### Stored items
********

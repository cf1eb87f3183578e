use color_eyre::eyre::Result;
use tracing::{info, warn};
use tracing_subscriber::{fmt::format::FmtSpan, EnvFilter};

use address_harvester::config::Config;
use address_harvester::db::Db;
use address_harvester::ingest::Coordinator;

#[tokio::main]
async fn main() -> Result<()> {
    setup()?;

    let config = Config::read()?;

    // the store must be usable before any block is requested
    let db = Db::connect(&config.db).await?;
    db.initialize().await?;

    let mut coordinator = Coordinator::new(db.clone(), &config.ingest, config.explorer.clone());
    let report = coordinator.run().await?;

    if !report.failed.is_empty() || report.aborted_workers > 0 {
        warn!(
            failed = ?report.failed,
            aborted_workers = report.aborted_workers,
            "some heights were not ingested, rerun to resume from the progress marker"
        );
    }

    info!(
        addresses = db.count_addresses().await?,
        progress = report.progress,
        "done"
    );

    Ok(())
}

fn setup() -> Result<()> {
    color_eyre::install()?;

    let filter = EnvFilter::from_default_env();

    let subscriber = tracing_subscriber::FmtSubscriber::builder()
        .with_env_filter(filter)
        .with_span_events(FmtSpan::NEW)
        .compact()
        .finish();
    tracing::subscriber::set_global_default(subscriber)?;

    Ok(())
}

********

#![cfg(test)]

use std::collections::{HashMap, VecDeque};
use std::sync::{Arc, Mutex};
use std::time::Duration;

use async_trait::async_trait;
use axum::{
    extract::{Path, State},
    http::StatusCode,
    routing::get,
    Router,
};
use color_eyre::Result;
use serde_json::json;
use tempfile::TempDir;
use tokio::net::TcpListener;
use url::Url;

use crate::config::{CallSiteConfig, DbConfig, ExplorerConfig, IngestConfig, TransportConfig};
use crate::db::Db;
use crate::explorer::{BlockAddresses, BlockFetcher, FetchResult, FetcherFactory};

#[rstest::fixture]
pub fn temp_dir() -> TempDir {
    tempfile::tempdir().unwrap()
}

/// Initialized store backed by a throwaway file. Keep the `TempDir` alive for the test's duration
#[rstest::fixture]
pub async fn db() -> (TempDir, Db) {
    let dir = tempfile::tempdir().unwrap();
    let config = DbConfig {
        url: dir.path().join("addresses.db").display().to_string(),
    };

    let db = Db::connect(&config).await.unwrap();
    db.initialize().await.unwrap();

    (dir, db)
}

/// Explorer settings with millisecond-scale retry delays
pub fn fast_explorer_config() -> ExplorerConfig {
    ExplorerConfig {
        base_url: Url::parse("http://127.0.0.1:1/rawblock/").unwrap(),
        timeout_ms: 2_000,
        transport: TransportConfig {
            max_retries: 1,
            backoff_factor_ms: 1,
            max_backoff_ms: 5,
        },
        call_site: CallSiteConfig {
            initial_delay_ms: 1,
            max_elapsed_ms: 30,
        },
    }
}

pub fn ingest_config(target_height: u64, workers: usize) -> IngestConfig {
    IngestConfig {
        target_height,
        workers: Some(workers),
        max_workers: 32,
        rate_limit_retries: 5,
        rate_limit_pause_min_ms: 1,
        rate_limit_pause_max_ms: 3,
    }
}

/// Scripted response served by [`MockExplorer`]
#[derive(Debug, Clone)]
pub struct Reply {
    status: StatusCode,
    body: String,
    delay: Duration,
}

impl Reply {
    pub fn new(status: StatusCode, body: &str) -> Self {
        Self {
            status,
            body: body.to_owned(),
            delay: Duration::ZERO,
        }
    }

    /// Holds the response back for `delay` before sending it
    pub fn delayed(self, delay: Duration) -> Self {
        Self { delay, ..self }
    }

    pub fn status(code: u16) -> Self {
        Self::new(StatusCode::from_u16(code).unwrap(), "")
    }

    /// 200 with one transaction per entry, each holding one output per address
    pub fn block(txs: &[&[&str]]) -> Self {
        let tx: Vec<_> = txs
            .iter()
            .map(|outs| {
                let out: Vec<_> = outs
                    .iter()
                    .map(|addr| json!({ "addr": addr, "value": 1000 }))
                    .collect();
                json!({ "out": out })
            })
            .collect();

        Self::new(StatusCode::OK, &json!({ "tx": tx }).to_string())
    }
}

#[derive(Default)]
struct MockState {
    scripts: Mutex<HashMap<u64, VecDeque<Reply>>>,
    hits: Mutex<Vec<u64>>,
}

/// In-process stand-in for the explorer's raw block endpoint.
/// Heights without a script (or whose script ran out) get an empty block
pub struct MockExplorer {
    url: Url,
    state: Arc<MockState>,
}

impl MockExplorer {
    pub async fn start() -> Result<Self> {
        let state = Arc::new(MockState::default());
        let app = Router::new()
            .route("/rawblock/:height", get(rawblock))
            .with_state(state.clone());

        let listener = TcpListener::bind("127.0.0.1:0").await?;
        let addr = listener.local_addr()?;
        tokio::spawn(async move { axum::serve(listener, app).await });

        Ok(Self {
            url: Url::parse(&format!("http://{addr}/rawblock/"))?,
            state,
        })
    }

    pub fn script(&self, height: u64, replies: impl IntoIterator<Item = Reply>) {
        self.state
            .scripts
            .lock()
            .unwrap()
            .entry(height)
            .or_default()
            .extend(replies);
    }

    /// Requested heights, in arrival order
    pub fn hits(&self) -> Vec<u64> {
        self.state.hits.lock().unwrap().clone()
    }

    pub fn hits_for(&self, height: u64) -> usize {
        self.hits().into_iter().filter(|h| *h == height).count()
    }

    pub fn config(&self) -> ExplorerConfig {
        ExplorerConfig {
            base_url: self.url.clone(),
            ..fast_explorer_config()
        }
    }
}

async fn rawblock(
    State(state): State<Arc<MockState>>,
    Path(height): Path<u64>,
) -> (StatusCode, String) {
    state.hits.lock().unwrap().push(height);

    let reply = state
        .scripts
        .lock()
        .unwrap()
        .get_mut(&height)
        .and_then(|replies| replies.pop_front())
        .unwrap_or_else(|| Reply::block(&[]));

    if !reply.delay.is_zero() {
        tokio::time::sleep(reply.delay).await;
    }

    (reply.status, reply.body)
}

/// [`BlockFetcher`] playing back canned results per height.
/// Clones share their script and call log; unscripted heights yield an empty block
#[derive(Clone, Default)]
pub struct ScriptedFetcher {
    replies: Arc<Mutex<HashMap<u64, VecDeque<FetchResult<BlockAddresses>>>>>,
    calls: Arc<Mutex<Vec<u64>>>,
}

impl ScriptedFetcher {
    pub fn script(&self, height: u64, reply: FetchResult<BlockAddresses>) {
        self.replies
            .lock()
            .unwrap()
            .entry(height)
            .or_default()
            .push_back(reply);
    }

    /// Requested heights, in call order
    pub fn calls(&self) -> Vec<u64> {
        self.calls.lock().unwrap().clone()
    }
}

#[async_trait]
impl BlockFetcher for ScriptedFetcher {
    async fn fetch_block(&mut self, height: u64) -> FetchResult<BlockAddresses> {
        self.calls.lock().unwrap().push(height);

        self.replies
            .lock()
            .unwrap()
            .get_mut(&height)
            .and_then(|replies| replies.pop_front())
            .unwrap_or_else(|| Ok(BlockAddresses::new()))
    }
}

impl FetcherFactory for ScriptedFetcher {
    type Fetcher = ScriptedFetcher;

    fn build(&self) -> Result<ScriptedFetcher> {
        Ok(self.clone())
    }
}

********

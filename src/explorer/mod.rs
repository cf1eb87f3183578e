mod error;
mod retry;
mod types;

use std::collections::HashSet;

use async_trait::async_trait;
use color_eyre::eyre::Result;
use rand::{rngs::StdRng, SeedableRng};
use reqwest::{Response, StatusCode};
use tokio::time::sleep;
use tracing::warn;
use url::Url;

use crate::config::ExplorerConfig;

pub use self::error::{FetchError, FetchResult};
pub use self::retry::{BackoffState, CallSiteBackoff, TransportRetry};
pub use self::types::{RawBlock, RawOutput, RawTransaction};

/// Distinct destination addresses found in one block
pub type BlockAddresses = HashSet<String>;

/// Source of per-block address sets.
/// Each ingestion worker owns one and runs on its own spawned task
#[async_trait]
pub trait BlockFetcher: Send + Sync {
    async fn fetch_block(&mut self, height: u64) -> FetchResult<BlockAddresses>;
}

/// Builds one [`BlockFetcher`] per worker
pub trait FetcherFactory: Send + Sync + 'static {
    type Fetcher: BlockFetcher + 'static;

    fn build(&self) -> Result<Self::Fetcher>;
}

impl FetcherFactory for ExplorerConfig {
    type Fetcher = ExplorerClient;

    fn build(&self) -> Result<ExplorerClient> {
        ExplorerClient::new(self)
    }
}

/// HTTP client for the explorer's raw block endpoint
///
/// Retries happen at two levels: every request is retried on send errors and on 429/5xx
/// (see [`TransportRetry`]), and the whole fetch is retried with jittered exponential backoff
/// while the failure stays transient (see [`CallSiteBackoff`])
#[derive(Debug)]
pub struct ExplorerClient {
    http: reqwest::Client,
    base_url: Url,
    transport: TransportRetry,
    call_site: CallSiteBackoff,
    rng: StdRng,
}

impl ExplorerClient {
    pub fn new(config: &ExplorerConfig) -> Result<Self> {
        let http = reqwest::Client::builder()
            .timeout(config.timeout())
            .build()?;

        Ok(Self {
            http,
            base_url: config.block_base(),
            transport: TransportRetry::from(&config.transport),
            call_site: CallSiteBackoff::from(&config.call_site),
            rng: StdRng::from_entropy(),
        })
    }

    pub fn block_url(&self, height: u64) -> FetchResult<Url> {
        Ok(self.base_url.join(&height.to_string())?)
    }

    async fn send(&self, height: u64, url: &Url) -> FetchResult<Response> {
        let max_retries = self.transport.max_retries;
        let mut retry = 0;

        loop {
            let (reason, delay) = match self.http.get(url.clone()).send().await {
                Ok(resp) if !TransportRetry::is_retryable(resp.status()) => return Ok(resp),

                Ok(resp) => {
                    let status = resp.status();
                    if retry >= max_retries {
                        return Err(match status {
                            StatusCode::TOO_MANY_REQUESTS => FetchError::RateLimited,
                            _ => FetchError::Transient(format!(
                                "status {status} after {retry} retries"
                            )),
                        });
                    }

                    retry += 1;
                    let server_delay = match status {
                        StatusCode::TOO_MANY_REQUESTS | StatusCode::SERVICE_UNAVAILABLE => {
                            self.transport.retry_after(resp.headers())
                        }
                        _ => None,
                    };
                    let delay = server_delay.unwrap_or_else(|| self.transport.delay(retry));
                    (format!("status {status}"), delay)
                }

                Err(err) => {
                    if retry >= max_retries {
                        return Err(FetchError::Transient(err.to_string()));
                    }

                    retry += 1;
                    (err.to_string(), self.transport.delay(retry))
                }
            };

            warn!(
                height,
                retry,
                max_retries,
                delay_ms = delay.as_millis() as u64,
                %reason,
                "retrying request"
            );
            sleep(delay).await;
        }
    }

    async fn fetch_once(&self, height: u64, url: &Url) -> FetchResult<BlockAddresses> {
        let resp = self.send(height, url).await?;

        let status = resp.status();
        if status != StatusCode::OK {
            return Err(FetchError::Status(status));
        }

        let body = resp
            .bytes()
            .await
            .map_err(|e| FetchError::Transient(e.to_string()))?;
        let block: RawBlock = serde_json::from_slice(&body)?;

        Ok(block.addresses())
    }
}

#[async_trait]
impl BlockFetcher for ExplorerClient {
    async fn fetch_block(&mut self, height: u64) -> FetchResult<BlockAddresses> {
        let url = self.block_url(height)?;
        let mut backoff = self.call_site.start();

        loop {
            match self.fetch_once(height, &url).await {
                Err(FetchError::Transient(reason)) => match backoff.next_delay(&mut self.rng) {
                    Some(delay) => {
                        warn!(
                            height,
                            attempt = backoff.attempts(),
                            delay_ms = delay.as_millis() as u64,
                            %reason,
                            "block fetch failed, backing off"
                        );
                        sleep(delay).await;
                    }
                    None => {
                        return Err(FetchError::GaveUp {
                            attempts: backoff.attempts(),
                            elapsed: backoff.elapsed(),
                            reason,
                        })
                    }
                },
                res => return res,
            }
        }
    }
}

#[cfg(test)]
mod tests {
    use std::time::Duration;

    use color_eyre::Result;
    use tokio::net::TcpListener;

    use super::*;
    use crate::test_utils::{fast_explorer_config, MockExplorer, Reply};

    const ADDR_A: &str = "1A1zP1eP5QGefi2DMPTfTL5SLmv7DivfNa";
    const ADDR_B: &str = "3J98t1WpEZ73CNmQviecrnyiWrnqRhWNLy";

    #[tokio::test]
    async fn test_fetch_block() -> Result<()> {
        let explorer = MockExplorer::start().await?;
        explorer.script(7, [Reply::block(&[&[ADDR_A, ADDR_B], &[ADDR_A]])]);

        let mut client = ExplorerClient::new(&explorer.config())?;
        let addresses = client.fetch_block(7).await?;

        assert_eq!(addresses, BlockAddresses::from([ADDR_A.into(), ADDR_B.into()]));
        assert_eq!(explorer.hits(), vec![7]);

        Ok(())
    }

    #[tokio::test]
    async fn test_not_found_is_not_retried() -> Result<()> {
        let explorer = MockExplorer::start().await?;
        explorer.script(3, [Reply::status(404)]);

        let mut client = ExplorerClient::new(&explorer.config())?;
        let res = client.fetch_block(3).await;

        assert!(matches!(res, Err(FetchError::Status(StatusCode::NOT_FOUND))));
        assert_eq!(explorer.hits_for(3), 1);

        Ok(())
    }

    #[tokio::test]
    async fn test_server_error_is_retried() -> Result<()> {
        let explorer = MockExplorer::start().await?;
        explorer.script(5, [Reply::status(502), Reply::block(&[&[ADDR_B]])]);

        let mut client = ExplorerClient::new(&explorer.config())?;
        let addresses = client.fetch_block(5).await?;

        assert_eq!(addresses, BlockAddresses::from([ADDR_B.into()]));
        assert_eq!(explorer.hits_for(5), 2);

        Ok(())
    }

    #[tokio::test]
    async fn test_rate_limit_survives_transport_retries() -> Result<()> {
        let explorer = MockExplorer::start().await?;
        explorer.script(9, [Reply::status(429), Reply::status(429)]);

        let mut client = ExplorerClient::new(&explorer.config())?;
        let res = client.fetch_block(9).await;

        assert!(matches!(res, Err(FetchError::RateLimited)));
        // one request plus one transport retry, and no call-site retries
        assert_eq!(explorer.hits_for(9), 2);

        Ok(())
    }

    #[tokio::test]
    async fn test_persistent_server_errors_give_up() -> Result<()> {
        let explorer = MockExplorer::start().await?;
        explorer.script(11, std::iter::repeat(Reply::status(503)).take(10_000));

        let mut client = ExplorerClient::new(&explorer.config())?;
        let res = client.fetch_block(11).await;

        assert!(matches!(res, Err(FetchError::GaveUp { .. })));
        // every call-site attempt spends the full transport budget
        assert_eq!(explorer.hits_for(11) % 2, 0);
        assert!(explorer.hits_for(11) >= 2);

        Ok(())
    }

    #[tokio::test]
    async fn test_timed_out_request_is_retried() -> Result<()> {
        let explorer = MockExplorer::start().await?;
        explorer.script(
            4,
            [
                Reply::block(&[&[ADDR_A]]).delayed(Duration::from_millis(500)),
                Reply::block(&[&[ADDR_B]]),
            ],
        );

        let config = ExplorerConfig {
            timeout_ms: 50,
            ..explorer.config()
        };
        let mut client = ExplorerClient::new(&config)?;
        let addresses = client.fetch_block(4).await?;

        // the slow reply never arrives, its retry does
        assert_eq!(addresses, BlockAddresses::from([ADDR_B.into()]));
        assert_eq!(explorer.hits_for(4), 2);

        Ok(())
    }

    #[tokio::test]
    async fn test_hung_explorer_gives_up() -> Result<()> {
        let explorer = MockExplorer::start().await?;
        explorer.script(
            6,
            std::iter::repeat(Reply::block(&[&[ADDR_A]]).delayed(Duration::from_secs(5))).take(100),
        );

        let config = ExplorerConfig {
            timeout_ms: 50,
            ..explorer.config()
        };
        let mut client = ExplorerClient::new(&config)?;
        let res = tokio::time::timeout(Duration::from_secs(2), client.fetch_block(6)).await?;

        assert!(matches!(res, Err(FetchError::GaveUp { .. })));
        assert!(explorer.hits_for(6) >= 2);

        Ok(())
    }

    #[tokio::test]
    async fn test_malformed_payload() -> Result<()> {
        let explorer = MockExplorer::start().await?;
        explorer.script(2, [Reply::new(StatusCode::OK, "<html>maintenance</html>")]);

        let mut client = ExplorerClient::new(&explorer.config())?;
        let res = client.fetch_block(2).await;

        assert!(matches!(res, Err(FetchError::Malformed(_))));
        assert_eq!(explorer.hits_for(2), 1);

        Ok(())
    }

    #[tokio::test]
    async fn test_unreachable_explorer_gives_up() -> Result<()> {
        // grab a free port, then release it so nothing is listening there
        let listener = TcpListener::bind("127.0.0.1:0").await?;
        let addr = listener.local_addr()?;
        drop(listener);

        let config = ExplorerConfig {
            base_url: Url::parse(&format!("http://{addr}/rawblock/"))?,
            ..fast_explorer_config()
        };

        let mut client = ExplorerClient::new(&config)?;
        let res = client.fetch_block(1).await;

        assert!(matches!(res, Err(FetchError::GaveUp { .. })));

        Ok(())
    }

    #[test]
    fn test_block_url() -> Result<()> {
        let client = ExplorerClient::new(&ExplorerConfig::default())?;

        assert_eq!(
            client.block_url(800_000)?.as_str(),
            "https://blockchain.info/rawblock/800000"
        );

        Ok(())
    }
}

********

### Action item
The expected answer is every line above in which the word "progress" appears.

### Solution to this task
            "some heights were not ingested, rerun to resume from the progress marker"
        progress = report.progress,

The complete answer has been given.